Health Canada Approves OCREVUS (ocrelizumab) for Canadians Living with Primary Progressive Multiple Sclerosis (PPMS)

3.1 from 11 votes
Friday, February 16, 2018

MISSISSAUGA, ON - Hoffmann-La Roche Limited (Roche Canada) announced that Health Canada has approved OCREVUS (ocrelizumab), with conditions, as a monotherapy for the management of adult patients with early primary progressive multiple sclerosis (PPMS) as defined by disease duration and level of disability, in conjunction with imaging features characteristic of inflammatory activity. Disability is commonly determined by using the Expanded Disability Status Scale (EDSS) to quantify physical deterioration in multiple sclerosis (MS) and to monitor changes in the level of impairment over time. Scoring is based on the examination of a patient by a neurologist.

Health Canada has approved OCREVUS under provisions made within its Notice of Compliance with Conditions (NOC/c) policy. This policy facilitates earlier access to promising new medicines that treat, prevent or diagnose serious, life-threatening and/or severely debilitating diseases for which there is no alternative medicine available in Canada, or where the new medicine offers an overall benefit/risk profile which shows improvement over existing therapies.

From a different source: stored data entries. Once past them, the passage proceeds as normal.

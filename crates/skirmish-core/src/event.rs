//! Combat journal.
//!
//! The world records a [`CombatEvent`] for every observable combat
//! transition. Collaborators drain the journal once per tick with
//! [`World::take_events`](crate::world::World::take_events) to drive
//! telemetry, replays and client effects; tests use it as the trace of what
//! the hook decided.

use serde::{Deserialize, Serialize};

use crate::combat::CombatStyle;
use crate::entity::EntityId;

/// Why a combat session was reset.
#[derive(Debug, Clone, Copy, PartialEq, Eq, Hash, Serialize, Deserialize)]
pub enum ResetReason {
    /// The forced-inactive cooldown ran out.
    CooldownExpired,
    /// The target teleported, despawned or left the world.
    TargetUnreachable,
    /// The target left the wilderness during a player fight.
    TargetLeftWilderness,
    /// Refused by the one-attacker-at-a-time rule.
    Engagement,
    /// An NPC abandoned the chase.
    Retreat,
    /// The attacker is leaving the world.
    Unregistered,
    /// The target died.
    TargetDied,
    /// The strategy could not attack (out of ammunition or runes).
    StrategyDeclined,
    /// The session was in an impossible state.
    Invariant,
    /// A collaborator asked for it.
    Requested,
}

/// Which side of an engagement the refusal was about.
#[derive(Debug, Clone, Copy, PartialEq, Eq, Hash, Serialize, Deserialize)]
pub enum Refusal {
    /// The attacker is itself fighting someone else.
    AttackerBusy,
    /// The target is already fighting someone else.
    TargetBusy,
}

/// One observable combat transition.
#[derive(Debug, Clone, PartialEq, Eq, Serialize, Deserialize)]
pub enum CombatEvent {
    /// `attacker` started a session against `target`.
    SessionStarted {
        /// Tick of the transition.
        tick: u64,
        /// Session owner.
        attacker: EntityId,
        /// Chosen target.
        target: EntityId,
    },
    /// A session was cleared.
    SessionReset {
        /// Tick of the transition.
        tick: u64,
        /// Session owner.
        entity: EntityId,
        /// Why it was cleared.
        reason: ResetReason,
    },
    /// The one-attacker-at-a-time rule refused an engagement.
    EngagementRefused {
        /// Tick of the transition.
        tick: u64,
        /// Session owner.
        attacker: EntityId,
        /// Intended target.
        target: EntityId,
        /// Which side was already busy.
        refusal: Refusal,
    },
    /// An NPC walked back to its origin.
    Retreated {
        /// Tick of the transition.
        tick: u64,
        /// The NPC.
        entity: EntityId,
    },
    /// A hit application task was scheduled.
    HitDispatched {
        /// Tick of the transition.
        tick: u64,
        /// Striking entity.
        attacker: EntityId,
        /// Entity about to be hit.
        target: EntityId,
        /// Attack style.
        style: CombatStyle,
        /// Number of sub-hits (1 to 4).
        sub_hits: usize,
        /// Sum of sub-hit damage.
        total: u32,
        /// Ticks until the hit lands.
        delay: u32,
        /// Lands in the dispatching tick.
        immediate: bool,
    },
    /// A protection prayer zeroed an attack.
    Negated {
        /// Tick of the transition.
        tick: u64,
        /// Striking entity.
        attacker: EntityId,
        /// Protected entity.
        target: EntityId,
        /// Attack style that was guarded against.
        style: CombatStyle,
    },
    /// Hits were applied to a health pool.
    DamageApplied {
        /// Tick of the transition.
        tick: u64,
        /// Striking entity.
        attacker: EntityId,
        /// Damaged entity.
        target: EntityId,
        /// Hitpoints actually removed.
        dealt: u32,
        /// Number of sub-hits applied.
        sub_hits: usize,
        /// Delivered as one combined quad update.
        combined: bool,
    },
    /// Hitpoints reached zero.
    Died {
        /// Tick of the transition.
        tick: u64,
        /// The entity that died.
        entity: EntityId,
        /// Who dealt the final hit.
        killer: EntityId,
    },
}

impl CombatEvent {
    /// Tick at which the event was recorded.
    #[must_use]
    pub const fn tick(&self) -> u64 {
        match self {
            Self::SessionStarted { tick, .. }
            | Self::SessionReset { tick, .. }
            | Self::EngagementRefused { tick, .. }
            | Self::Retreated { tick, .. }
            | Self::HitDispatched { tick, .. }
            | Self::Negated { tick, .. }
            | Self::DamageApplied { tick, .. }
            | Self::Died { tick, .. } => *tick,
        }
    }
}

#[cfg(test)]
mod tests {
    use super::*;

    #[test]
    fn events_serialize_as_tagged_json() {
        let event = CombatEvent::SessionReset {
            tick: 4,
            entity: EntityId::new(2),
            reason: ResetReason::TargetUnreachable,
        };
        let json = serde_json::to_string(&event).unwrap();
        assert!(json.contains("SessionReset"));
        assert!(json.contains("TargetUnreachable"));
        let back: CombatEvent = serde_json::from_str(&json).unwrap();
        assert_eq!(back, event);
        assert_eq!(back.tick(), 4);
    }
}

"This is exciting news for the MS community," says Dr. Karen Lee, Vice-President of Research at the Multiple Sclerosis Society of Canada. "Over the years we have seen many new treatments come to market that manage relapsing-remitting MS (RRMS) but there have been no disease modifying therapies for people living with progressive MS. The approval of Ocrevus is a much-needed treatment for the PPMS community because, for some people living with PPMS, Ocrevus may help control, and even slow disease progression. Hopefully, this is the beginning of many more treatment options for people living with PPMS."

Roughly 100,000 Canadians are living with MS – one of the highest prevalence rates in the world – often referred to as "Canada's disease." About one in 10 of these Canadians is battling PPMS, a debilitating form of the disease, which results in difficulty walking – a sign of spinal cord disease, as well as brain and spinal cord atrophy (or shrinkage). Unlike other forms of MS such as RRMS, where patients may have periods of remission between attacks, PPMS is a deteriorating form of the disease, characterized by steadily worsening neurological function without periods of relapse and remission.

"Being diagnosed with PPMS and learning that there were no treatment options for my type of MS left me feeling hopeless," says Mike Schofield, patient living with multiple sclerosis. "So when my doctor spoke to me about participating in a clinical trial for an experimental medicine, I felt like I had nothing to lose. I'm living proof that research pays off and I'm proud to have been part of the process that has made it possible for other patients to now access Ocrevus."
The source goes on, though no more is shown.